Work instruction —
Narrow the data below down to the lines containing "contains".

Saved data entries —
--

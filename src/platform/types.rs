//! Result types returned by the data platform.
//!
//! Results arrive column-major: one named, typed column per output field,
//! each holding an ordered sequence of values.

use base64::engine::general_purpose::STANDARD as BASE64;
use base64::Engine;
use serde::{Deserialize, Serialize};

/// A single value from a platform query result.
#[derive(Debug, Clone, Default, PartialEq)]
pub enum Value {
    /// NULL value.
    #[default]
    Null,

    /// Boolean value.
    Bool(bool),

    /// Signed integer (up to i64).
    Int(i64),

    /// Floating point number.
    Float(f64),

    /// Text/string value.
    String(String),

    /// Binary data.
    Bytes(Vec<u8>),

    /// Nested value (lists, structs, maps).
    Json(serde_json::Value),
}

impl Value {
    /// Converts the value into JSON that any client can parse.
    ///
    /// Non-finite floats have no JSON representation and become `null`;
    /// binary data is base64-encoded.
    pub fn to_json(&self) -> serde_json::Value {
        match self {
            Value::Null => serde_json::Value::Null,
            Value::Bool(b) => serde_json::Value::Bool(*b),
            Value::Int(i) => serde_json::Value::from(*i),
            Value::Float(f) => serde_json::Number::from_f64(*f)
                .map(serde_json::Value::Number)
                .unwrap_or(serde_json::Value::Null),
            Value::String(s) => serde_json::Value::String(s.clone()),
            Value::Bytes(b) => serde_json::Value::String(BASE64.encode(b)),
            Value::Json(v) => v.clone(),
        }
    }
}

impl From<serde_json::Value> for Value {
    fn from(v: serde_json::Value) -> Self {
        match v {
            serde_json::Value::Null => Value::Null,
            serde_json::Value::Bool(b) => Value::Bool(b),
            serde_json::Value::Number(n) => match n.as_i64() {
                Some(i) => Value::Int(i),
                None => n.as_f64().map(Value::Float).unwrap_or(Value::Json(n.into())),
            },
            serde_json::Value::String(s) => Value::String(s),
            other => Value::Json(other),
        }
    }
}

impl<'de> Deserialize<'de> for Value {
    fn deserialize<D>(deserializer: D) -> std::result::Result<Self, D::Error>
    where
        D: serde::Deserializer<'de>,
    {
        serde_json::Value::deserialize(deserializer).map(Value::from)
    }
}

impl Serialize for Value {
    fn serialize<S>(&self, serializer: S) -> std::result::Result<S::Ok, S::Error>
    where
        S: serde::Serializer,
    {
        self.to_json().serialize(serializer)
    }
}

// Conversion implementations for common types
impl From<bool> for Value {
    fn from(v: bool) -> Self {
        Value::Bool(v)
    }
}

impl From<i32> for Value {
    fn from(v: i32) -> Self {
        Value::Int(v as i64)
    }
}

impl From<i64> for Value {
    fn from(v: i64) -> Self {
        Value::Int(v)
    }
}

impl From<f64> for Value {
    fn from(v: f64) -> Self {
        Value::Float(v)
    }
}

impl From<String> for Value {
    fn from(v: String) -> Self {
        Value::String(v)
    }
}

impl From<&str> for Value {
    fn from(v: &str) -> Self {
        Value::String(v.to_string())
    }
}

impl<T> From<Option<T>> for Value
where
    T: Into<Value>,
{
    fn from(v: Option<T>) -> Self {
        match v {
            Some(val) => val.into(),
            None => Value::Null,
        }
    }
}

impl From<Vec<u8>> for Value {
    fn from(v: Vec<u8>) -> Self {
        Value::Bytes(v)
    }
}

/// Name and type descriptor of a result column.
#[derive(Debug, Clone, PartialEq, Eq, Serialize, Deserialize)]
pub struct Field {
    /// Column name.
    pub name: String,

    /// Column data type as reported by the platform (e.g. "int64", "string").
    #[serde(rename = "type")]
    pub data_type: String,
}

impl Field {
    /// Creates a new field with the given name and type.
    pub fn new(name: impl Into<String>, data_type: impl Into<String>) -> Self {
        Self {
            name: name.into(),
            data_type: data_type.into(),
        }
    }
}

/// A query result in columnar form.
///
/// `fields[k]` describes `columns[k]`. Column order is the order the platform
/// returned and is preserved through to the rows handed to callers.
#[derive(Debug, Clone, Default, PartialEq)]
pub struct ColumnarResult {
    fields: Vec<Field>,
    columns: Vec<Vec<Value>>,
}

impl ColumnarResult {
    /// Creates an empty result with no columns.
    pub fn new() -> Self {
        Self::default()
    }

    /// Builds a result from parallel field and column lists.
    ///
    /// Fails if the two lists differ in length.
    pub fn from_parts(fields: Vec<Field>, columns: Vec<Vec<Value>>) -> crate::error::Result<Self> {
        if fields.len() != columns.len() {
            return Err(crate::error::BauplanError::internal(format!(
                "result schema lists {} columns but {} were returned",
                fields.len(),
                columns.len()
            )));
        }
        Ok(Self { fields, columns })
    }

    /// Appends a column.
    pub fn with_column<V>(
        mut self,
        name: impl Into<String>,
        data_type: impl Into<String>,
        values: impl IntoIterator<Item = V>,
    ) -> Self
    where
        V: Into<Value>,
    {
        self.fields.push(Field::new(name, data_type));
        self.columns
            .push(values.into_iter().map(Into::into).collect());
        self
    }

    /// Column names in result order.
    pub fn column_names(&self) -> Vec<&str> {
        self.fields.iter().map(|f| f.name.as_str()).collect()
    }

    /// `(name, type)` pairs in result order.
    pub fn column_types(&self) -> Vec<(&str, &str)> {
        self.fields
            .iter()
            .map(|f| (f.name.as_str(), f.data_type.as_str()))
            .collect()
    }

    /// Values of the first column with the given name.
    pub fn column(&self, name: &str) -> Option<&[Value]> {
        self.fields
            .iter()
            .position(|f| f.name == name)
            .map(|idx| self.columns[idx].as_slice())
    }

    /// Iterates over `(field, values)` pairs in result order.
    pub fn iter(&self) -> impl Iterator<Item = (&Field, &[Value])> {
        self.fields
            .iter()
            .zip(self.columns.iter().map(Vec::as_slice))
    }

    /// Number of complete rows, i.e. the length of the shortest column.
    pub fn num_rows(&self) -> usize {
        self.columns.iter().map(Vec::len).min().unwrap_or(0)
    }

    /// Returns true if the columns have different lengths.
    pub fn is_ragged(&self) -> bool {
        let mut lengths = self.columns.iter().map(Vec::len);
        match lengths.next() {
            Some(first) => lengths.any(|len| len != first),
            None => false,
        }
    }
}

/// Branch and namespace a client handle is actually bound to.
#[derive(Debug, Clone, PartialEq, Eq, Serialize, Deserialize)]
pub struct Profile {
    pub branch: String,
    pub namespace: String,
}
//! mcp-bauplan - MCP server for querying the Bauplan data platform.
//!
//! This library exposes the core modules for use by the binary and
//! integration tests.

pub mod cli;
pub mod config;
pub mod connection;
pub mod error;
pub mod logging;
pub mod platform;
pub mod query;
pub mod safety;
pub mod server;
pub mod tools;

pub use error::{BauplanError, Result};
pub use query::{QueryExecutor, ResponseEnvelope};
pub use server::BauplanMcpServer;
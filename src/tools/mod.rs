//! MCP tool implementations for mcp-bauplan.
//!
//! Each tool module defines its parameters and an `execute` function that
//! runs through the [`QueryExecutor`](crate::query::QueryExecutor) and turns
//! the resulting envelope into a tool result.

pub mod get_schema;
pub mod list_tables;
pub mod run_query;

pub use get_schema::GetSchemaParams;
pub use list_tables::ListTablesParams;
pub use run_query::RunQueryParams;

use std::sync::OnceLock;

use regex::Regex;
use rmcp::model::{CallToolResult, Content};

use crate::error::{BauplanError, Result};
use crate::query::ResponseEnvelope;

/// Wraps an envelope as a tool result.
///
/// The envelope is the single text item; error envelopes set `is_error`.
pub fn to_call_result(envelope: &ResponseEnvelope) -> CallToolResult {
    match envelope.to_json_pretty() {
        Ok(text) if envelope.is_success() => CallToolResult::success(vec![Content::text(text)]),
        Ok(text) => CallToolResult::error(vec![Content::text(text)]),
        Err(e) => CallToolResult::error(vec![Content::text(e.to_string())]),
    }
}

fn identifier_pattern() -> &'static Regex {
    static PATTERN: OnceLock<Regex> = OnceLock::new();
    PATTERN.get_or_init(|| {
        Regex::new(r"^[A-Za-z_][A-Za-z0-9_]*$").expect("identifier pattern is valid")
    })
}

/// Checks that a caller-supplied name is a plain SQL identifier.
///
/// Names end up inside string literals in generated SQL, so anything beyond
/// letters, digits and underscores is refused.
pub fn validate_identifier(kind: &str, name: &str) -> Result<()> {
    if identifier_pattern().is_match(name) {
        Ok(())
    } else {
        Err(BauplanError::rejected(format!(
            "invalid {} name '{}': use letters, digits and underscores only",
            kind, name
        )))
    }
}
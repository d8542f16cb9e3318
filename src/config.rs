//! Configuration management for mcp-bauplan.
//!
//! Handles loading configuration from TOML files and environment variables,
//! and resolves it into the immutable [`PlatformConfig`] handed to the
//! connection factory.

use crate::error::{BauplanError, Result};
use serde::{Deserialize, Serialize};
use std::fmt;
use std::path::{Path, PathBuf};
use std::time::Duration;
use tracing::warn;
use url::Url;

/// Branch used when none is configured.
pub const DEFAULT_BRANCH: &str = "main";

/// Namespace used when none is configured.
pub const DEFAULT_NAMESPACE: &str = "bauplan";

/// Client timeout used when none is configured.
pub const DEFAULT_TIMEOUT_SECS: u64 = 30;

/// Main configuration structure, as read from the config file.
#[derive(Debug, Clone, Serialize, Deserialize, Default)]
pub struct Config {
    /// Platform connection settings.
    #[serde(default)]
    pub bauplan: ConnectionConfig,

    /// Tool surface settings.
    #[serde(default)]
    pub server: ServerConfig,
}

/// Settings that shape the MCP tool surface.
#[derive(Debug, Clone, Serialize, Deserialize)]
pub struct ServerConfig {
    /// Refuse anything but read-only statements in `run_query`.
    #[serde(default = "default_read_only")]
    pub read_only: bool,
}

fn default_read_only() -> bool {
    true
}

impl Default for ServerConfig {
    fn default() -> Self {
        Self {
            read_only: default_read_only(),
        }
    }
}

/// Platform connection configuration before defaults are applied.
///
/// Every field is optional so that the config file, the environment and the
/// command line can each fill in part of it.
#[derive(Clone, Serialize, Deserialize, Default, PartialEq)]
pub struct ConnectionConfig {
    /// API key used to authenticate against the platform.
    pub api_key: Option<String>,

    /// Branch queries are scoped to.
    pub branch: Option<String>,

    /// Namespace tables are looked up in.
    pub namespace: Option<String>,

    /// Client timeout in seconds.
    pub timeout: Option<u64>,

    /// Query gateway base URL.
    pub endpoint: Option<String>,
}

impl fmt::Debug for ConnectionConfig {
    fn fmt(&self, f: &mut fmt::Formatter<'_>) -> fmt::Result {
        f.debug_struct("ConnectionConfig")
            .field("api_key", &self.api_key.as_ref().map(|_| "<redacted>"))
            .field("branch", &self.branch)
            .field("namespace", &self.namespace)
            .field("timeout", &self.timeout)
            .field("endpoint", &self.endpoint)
            .finish()
    }
}

impl ConnectionConfig {
    /// Merges another config into this one, with the other taking precedence.
    pub fn merge(&mut self, other: &ConnectionConfig) {
        if other.api_key.is_some() {
            self.api_key = other.api_key.clone();
        }
        if other.branch.is_some() {
            self.branch = other.branch.clone();
        }
        if other.namespace.is_some() {
            self.namespace = other.namespace.clone();
        }
        if other.timeout.is_some() {
            self.timeout = other.timeout;
        }
        if other.endpoint.is_some() {
            self.endpoint = other.endpoint.clone();
        }
    }

    /// Applies environment variables (BAUPLAN_API_KEY, BAUPLAN_BRANCH, etc.) as defaults.
    pub fn apply_env_defaults(&mut self) {
        self.apply_defaults_from(|key| std::env::var(key).ok());
    }

    /// Fills unset fields from the given variable lookup.
    pub fn apply_defaults_from<F>(&mut self, lookup: F)
    where
        F: Fn(&str) -> Option<String>,
    {
        if self.api_key.is_none() {
            self.api_key = lookup("BAUPLAN_API_KEY");
        }
        if self.branch.is_none() {
            self.branch = lookup("BAUPLAN_BRANCH");
        }
        if self.namespace.is_none() {
            self.namespace = lookup("BAUPLAN_NAMESPACE");
        }
        if self.timeout.is_none() {
            if let Some(raw) = lookup("BAUPLAN_TIMEOUT") {
                match raw.trim().parse() {
                    Ok(secs) => self.timeout = Some(secs),
                    Err(_) => warn!("Ignoring invalid BAUPLAN_TIMEOUT value: {raw:?}"),
                }
            }
        }
        if self.endpoint.is_none() {
            self.endpoint = lookup("BAUPLAN_ENDPOINT");
        }
    }

    /// Returns a display-safe string (no API key) for log output.
    pub fn display_string(&self) -> String {
        let branch = self.branch.as_deref().unwrap_or(DEFAULT_BRANCH);
        let namespace = self.namespace.as_deref().unwrap_or(DEFAULT_NAMESPACE);
        format!("{branch}/{namespace}")
    }

    /// Applies defaults and validates the config.
    ///
    /// The API key is only mandatory when `require_api_key` is set; the mock
    /// platform runs without one.
    pub fn resolve(&self, require_api_key: bool) -> Result<PlatformConfig> {
        let api_key = non_empty(self.api_key.as_deref()).unwrap_or_default();
        if require_api_key && api_key.is_empty() {
            return Err(BauplanError::config(
                "No API key configured. Set BAUPLAN_API_KEY or api_key in [bauplan]",
            ));
        }

        let timeout_secs = self.timeout.unwrap_or(DEFAULT_TIMEOUT_SECS);
        if timeout_secs == 0 {
            return Err(BauplanError::config("timeout must be at least 1 second"));
        }

        let endpoint = match non_empty(self.endpoint.as_deref()) {
            Some(raw) => Some(parse_endpoint(&raw)?),
            None => None,
        };

        Ok(PlatformConfig {
            api_key,
            branch: non_empty(self.branch.as_deref()).unwrap_or_else(|| DEFAULT_BRANCH.into()),
            namespace: non_empty(self.namespace.as_deref())
                .unwrap_or_else(|| DEFAULT_NAMESPACE.into()),
            timeout: Duration::from_secs(timeout_secs),
            endpoint,
        })
    }
}

fn non_empty(value: Option<&str>) -> Option<String> {
    value
        .map(str::trim)
        .filter(|v| !v.is_empty())
        .map(String::from)
}

fn parse_endpoint(raw: &str) -> Result<Url> {
    let url = Url::parse(raw)
        .map_err(|e| BauplanError::config(format!("Invalid endpoint '{raw}': {e}")))?;

    if url.scheme() != "http" && url.scheme() != "https" {
        return Err(BauplanError::config(format!(
            "Invalid endpoint scheme '{}'. Expected 'http' or 'https'",
            url.scheme()
        )));
    }

    Ok(url)
}

/// Resolved, immutable platform configuration.
///
/// Built once at startup and shared read-only between tool calls.
#[derive(Clone, PartialEq)]
pub struct PlatformConfig {
    /// API key used to authenticate against the platform.
    pub api_key: String,
    /// Branch queries are scoped to.
    pub branch: String,
    /// Namespace tables are looked up in.
    pub namespace: String,
    /// Client timeout.
    pub timeout: Duration,
    /// Query gateway base URL, required by the HTTP client only.
    pub endpoint: Option<Url>,
}

impl PlatformConfig {
    /// Creates a config with the given API key and default branch, namespace and timeout.
    pub fn new(api_key: impl Into<String>) -> Self {
        Self {
            api_key: api_key.into(),
            branch: DEFAULT_BRANCH.to_string(),
            namespace: DEFAULT_NAMESPACE.to_string(),
            timeout: Duration::from_secs(DEFAULT_TIMEOUT_SECS),
            endpoint: None,
        }
    }

    /// Sets the branch.
    pub fn with_branch(mut self, branch: impl Into<String>) -> Self {
        self.branch = branch.into();
        self
    }

    /// Sets the namespace.
    pub fn with_namespace(mut self, namespace: impl Into<String>) -> Self {
        self.namespace = namespace.into();
        self
    }

    /// Sets the client timeout.
    pub fn with_timeout(mut self, timeout: Duration) -> Self {
        self.timeout = timeout;
        self
    }

    /// Sets the gateway endpoint.
    pub fn with_endpoint(mut self, endpoint: Url) -> Self {
        self.endpoint = Some(endpoint);
        self
    }
}

impl fmt::Debug for PlatformConfig {
    fn fmt(&self, f: &mut fmt::Formatter<'_>) -> fmt::Result {
        f.debug_struct("PlatformConfig")
            .field("api_key", &"<redacted>")
            .field("branch", &self.branch)
            .field("namespace", &self.namespace)
            .field("timeout", &self.timeout)
            .field("endpoint", &self.endpoint.as_ref().map(Url::as_str))
            .finish()
    }
}

impl Config {
    /// Returns the default config file path for the current platform.
    pub fn default_path() -> PathBuf {
        dirs::config_dir()
            .unwrap_or_else(|| PathBuf::from("."))
            .join("mcp-bauplan")
            .join("config.toml")
    }

    /// Loads configuration from a TOML file.
    ///
    /// A missing file yields the default configuration.
    pub fn load_from_file(path: &Path) -> Result<Self> {
        if !path.exists() {
            return Ok(Self::default());
        }

        let content = std::fs::read_to_string(path)
            .map_err(|e| BauplanError::config(format!("Failed to read config file: {e}")))?;

        Self::parse_toml(&content, path)
    }

    /// Parses configuration from a TOML string.
    fn parse_toml(content: &str, path: &Path) -> Result<Self> {
        toml::from_str(content).map_err(|e| {
            BauplanError::config(format!(
                "Configuration error in {}:\n  {}",
                path.display(),
                e
            ))
        })
    }
}
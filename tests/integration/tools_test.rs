//! Tool-level tests: parameters in, JSON envelope out.

use super::helpers::{executor, executor_with, get_envelope, is_error, is_success};
use mcp_bauplan::config::PlatformConfig;
use mcp_bauplan::platform::{ColumnarResult, FailingConnector, MockConnector};
use mcp_bauplan::tools::get_schema::{self, get_schema_sql};
use mcp_bauplan::tools::list_tables::{self, list_tables_sql};
use mcp_bauplan::tools::run_query;
use mcp_bauplan::tools::{GetSchemaParams, ListTablesParams, RunQueryParams};
use pretty_assertions::assert_eq;
use serde_json::json;

fn query(sql: &str) -> RunQueryParams {
    RunQueryParams {
        query: sql.to_string(),
    }
}

#[tokio::test]
async fn test_list_tables_uses_configured_namespace() {
    let tables = ColumnarResult::new().with_column("table_name", "string", ["orders", "titanic"]);
    let mock = MockConnector::new().with_result(&list_tables_sql("tpch"), tables);
    let executor = executor_with(mock, PlatformConfig::new("key").with_namespace("tpch"));

    let result = list_tables::execute(&executor, &ListTablesParams::default()).await;

    assert!(is_success(&result));
    let envelope = get_envelope(&result);
    assert_eq!(
        envelope["data"],
        json!([{"table_name": "orders"}, {"table_name": "titanic"}])
    );
    assert_eq!(envelope["metadata"]["row_count"], 2);
}

#[tokio::test]
async fn test_list_tables_explicit_namespace() {
    let mock = MockConnector::new();
    let executor = executor(mock.clone());
    let params = ListTablesParams {
        namespace: Some("raw".to_string()),
    };

    list_tables::execute(&executor, &params).await;

    assert_eq!(mock.queries()[0].0, list_tables_sql("raw"));
}

#[tokio::test]
async fn test_list_tables_rejects_bad_namespace() {
    let mock = MockConnector::new();
    let executor = executor(mock.clone());
    let params = ListTablesParams {
        namespace: Some("x' OR '1'='1".to_string()),
    };

    let result = list_tables::execute(&executor, &params).await;

    assert!(is_error(&result));
    assert_eq!(get_envelope(&result)["error_kind"], "rejected");
    assert_eq!(mock.connect_count(), 0);
}

#[tokio::test]
async fn test_get_schema_returns_columns_in_order() {
    let schema = ColumnarResult::new()
        .with_column("column_name", "string", ["PassengerId", "Name", "Age"])
        .with_column("data_type", "string", ["int64", "string", "double"]);
    let mock = MockConnector::new().with_result(&get_schema_sql("bauplan", "titanic"), schema);
    let executor = executor(mock);

    let params = GetSchemaParams {
        table: "titanic".to_string(),
    };
    let result = get_schema::execute(&executor, &params).await;

    assert!(is_success(&result));
    assert_eq!(
        get_envelope(&result)["data"],
        json!([
            {"column_name": "PassengerId", "data_type": "int64"},
            {"column_name": "Name", "data_type": "string"},
            {"column_name": "Age", "data_type": "double"}
        ])
    );
}

#[tokio::test]
async fn test_get_schema_qualified_table() {
    let mock = MockConnector::new();
    let executor = executor(mock.clone());
    let params = GetSchemaParams {
        table: "tpch.orders".to_string(),
    };

    get_schema::execute(&executor, &params).await;

    assert_eq!(mock.queries()[0].0, get_schema_sql("tpch", "orders"));
}

#[tokio::test]
async fn test_run_query_success_envelope() {
    let result = ColumnarResult::new()
        .with_column("Sex", "string", ["male", "female"])
        .with_column("avg_age", "double", [30.7, 27.9]);
    let sql = "SELECT Sex, AVG(Age) AS avg_age FROM titanic GROUP BY Sex";
    let executor = executor(MockConnector::new().with_result(sql, result));

    let result = run_query::execute(&executor, &query(sql), true).await;

    assert!(is_success(&result));
    let envelope = get_envelope(&result);
    assert_eq!(envelope["status"], "success");
    assert_eq!(envelope["error"], json!(null));
    assert_eq!(envelope["metadata"]["column_names"], json!(["Sex", "avg_age"]));
    assert_eq!(envelope["metadata"]["query"], sql);
    assert!(envelope["metadata"]["query_time"].is_string());
}

#[tokio::test]
async fn test_run_query_envelope_keeps_column_order() {
    let result = ColumnarResult::new()
        .with_column("z", "int64", [1])
        .with_column("a", "int64", [2]);
    let executor = executor(MockConnector::new().with_result("SELECT z, a FROM t", result));

    let result = run_query::execute(&executor, &query("SELECT z, a FROM t"), true).await;

    let text = super::helpers::get_text(&result);
    assert!(text.find("\"z\"").unwrap() < text.find("\"a\"").unwrap());
}

#[tokio::test]
async fn test_run_query_read_only_rejects_writes() {
    let mock = MockConnector::new();
    let executor = executor(mock.clone());

    for sql in ["DROP TABLE titanic", "DELETE FROM titanic", "INSERT INTO t VALUES (1)"] {
        let result = run_query::execute(&executor, &query(sql), true).await;
        assert!(is_error(&result), "accepted {sql}");
        let envelope = get_envelope(&result);
        assert_eq!(envelope["error_kind"], "rejected");
        assert!(envelope["error"]
            .as_str()
            .unwrap()
            .contains("only read-only queries"));
    }

    assert_eq!(mock.connect_count(), 0);
}

#[tokio::test]
async fn test_run_query_writes_pass_through_when_not_read_only() {
    let mock = MockConnector::new();
    let executor = executor(mock.clone());

    let result = run_query::execute(&executor, &query("DELETE FROM titanic"), false).await;

    assert!(is_success(&result));
    assert_eq!(mock.connect_count(), 1);
}

#[tokio::test]
async fn test_run_query_connection_failure() {
    let executor = executor(FailingConnector::new("credentials expired"));

    let result = run_query::execute(&executor, &query("SELECT 1"), true).await;

    assert!(is_error(&result));
    let envelope = get_envelope(&result);
    assert_eq!(envelope["status"], "error");
    assert_eq!(envelope["data"], json!([]));
    assert_eq!(envelope["metadata"], json!({}));
    assert_eq!(envelope["error_kind"], "connection");
    assert!(envelope["error"]
        .as_str()
        .unwrap()
        .contains("credentials expired"));
}

#[tokio::test]
async fn test_run_query_failure_is_not_connection_error() {
    let executor = executor(MockConnector::new().failing_queries("Syntax error near FORM"));

    let result = run_query::execute(&executor, &query("SELECT * FORM t"), false).await;

    let envelope = get_envelope(&result);
    assert_eq!(envelope["error_kind"], "query");
    assert_eq!(envelope["error"], "Syntax error near FORM");
}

--

Output below —
            .contains("only read-only queries"));
        .contains("credentials expired"));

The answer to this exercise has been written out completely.